Go through the entries below and copy every line that holds the word "impl".

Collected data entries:
****

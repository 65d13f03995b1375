//! Persisted knowledge index.

use carebridge_core::provider::{EmbeddingRequest, Provider};
use chrono::{DateTime, Utc};
use serde::{Deserialize, Serialize};
use std::path::Path;
use tracing::{debug, info};

use crate::KnowledgeError;
use crate::chunker::split_text;

const INDEX_VERSION: u32 = 1;

/// Inputs per embedding request.
const EMBED_BATCH: usize = 64;

#[derive(Debug, Clone, PartialEq, Serialize, Deserialize)]
pub struct IndexedChunk {
    pub chunk_index: usize,
    pub text: String,
    #[serde(default, skip_serializing_if = "Option::is_none")]
    pub embedding: Option<Vec<f32>>,
}

/// Chunks of one reference document, optionally with embeddings.
#[derive(Debug, Clone, Serialize, Deserialize)]
pub struct KnowledgeIndex {
    pub version: u32,
    /// Reference document name, carried into passage metadata
    pub source: String,
    #[serde(default, skip_serializing_if = "Option::is_none")]
    pub embedding_model: Option<String>,
    pub chunk_size: usize,
    pub chunk_overlap: usize,
    pub created_at: DateTime<Utc>,
    pub chunks: Vec<IndexedChunk>,
}

impl KnowledgeIndex {
    /// An index with no chunks; every query against it comes back empty.
    pub fn empty() -> Self {
        Self {
            version: INDEX_VERSION,
            source: String::new(),
            embedding_model: None,
            chunk_size: 0,
            chunk_overlap: 0,
            created_at: Utc::now(),
            chunks: Vec::new(),
        }
    }

    /// Chunk a reference text.
    pub fn build(source: impl Into<String>, text: &str, chunk_size: usize, chunk_overlap: usize) -> Self {
        let chunks = split_text(text, chunk_size, chunk_overlap)
            .into_iter()
            .enumerate()
            .map(|(chunk_index, text)| IndexedChunk {
                chunk_index,
                text,
                embedding: None,
            })
            .collect::<Vec<_>>();

        let source = source.into();
        info!(source = %source, chunks = chunks.len(), "Built knowledge index");

        Self {
            version: INDEX_VERSION,
            source,
            embedding_model: None,
            chunk_size,
            chunk_overlap,
            created_at: Utc::now(),
            chunks,
        }
    }

    /// Attach embeddings to every chunk using `provider`.
    pub async fn embed_with(&mut self, provider: &dyn Provider, model: &str) -> Result<(), KnowledgeError> {
        for batch in self.chunks.chunks_mut(EMBED_BATCH) {
            let response = provider
                .embed(EmbeddingRequest {
                    model: model.to_string(),
                    inputs: batch.iter().map(|c| c.text.clone()).collect(),
                })
                .await?;

            if response.embeddings.len() != batch.len() {
                return Err(KnowledgeError::InvalidIndex(format!(
                    "expected {} embeddings, got {}",
                    batch.len(),
                    response.embeddings.len()
                )));
            }

            for (chunk, embedding) in batch.iter_mut().zip(response.embeddings) {
                chunk.embedding = Some(embedding);
            }
            debug!(count = batch.len(), "Embedded chunk batch");
        }

        self.embedding_model = Some(model.to_string());
        Ok(())
    }

    /// True when every chunk carries an embedding.
    pub fn has_embeddings(&self) -> bool {
        !self.chunks.is_empty() && self.chunks.iter().all(|c| c.embedding.is_some())
    }

    pub fn len(&self) -> usize {
        self.chunks.len()
    }

    pub fn is_empty(&self) -> bool {
        self.chunks.is_empty()
    }

    pub async fn save(&self, path: &Path) -> Result<(), KnowledgeError> {
        let io_err = |e: std::io::Error| KnowledgeError::Io {
            path: path.to_path_buf(),
            reason: e.to_string(),
        };

        if let Some(parent) = path.parent().filter(|p| !p.as_os_str().is_empty()) {
            tokio::fs::create_dir_all(parent).await.map_err(io_err)?;
        }

        let json = serde_json::to_string(self)
            .map_err(|e| KnowledgeError::InvalidIndex(e.to_string()))?;
        tokio::fs::write(path, json).await.map_err(io_err)?;
        info!(path = %path.display(), chunks = self.chunks.len(), "Saved knowledge index");
        Ok(())
    }

    pub async fn load(path: &Path) -> Result<Self, KnowledgeError> {
        let content = tokio::fs::read_to_string(path)
            .await
            .map_err(|e| KnowledgeError::Io {
                path: path.to_path_buf(),
                reason: e.to_string(),
            })?;

        let index: Self = serde_json::from_str(&content)
            .map_err(|e| KnowledgeError::InvalidIndex(e.to_string()))?;

        if index.version != INDEX_VERSION {
            return Err(KnowledgeError::InvalidIndex(format!(
                "unsupported index version {}",
                index.version
            )));
        }

        Ok(index)
    }
}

****

> _Solution to this exercise_
impl KnowledgeIndex {
    pub fn build(source: impl Into<String>, text: &str, chunk_size: usize, chunk_overlap: usize) -> Self {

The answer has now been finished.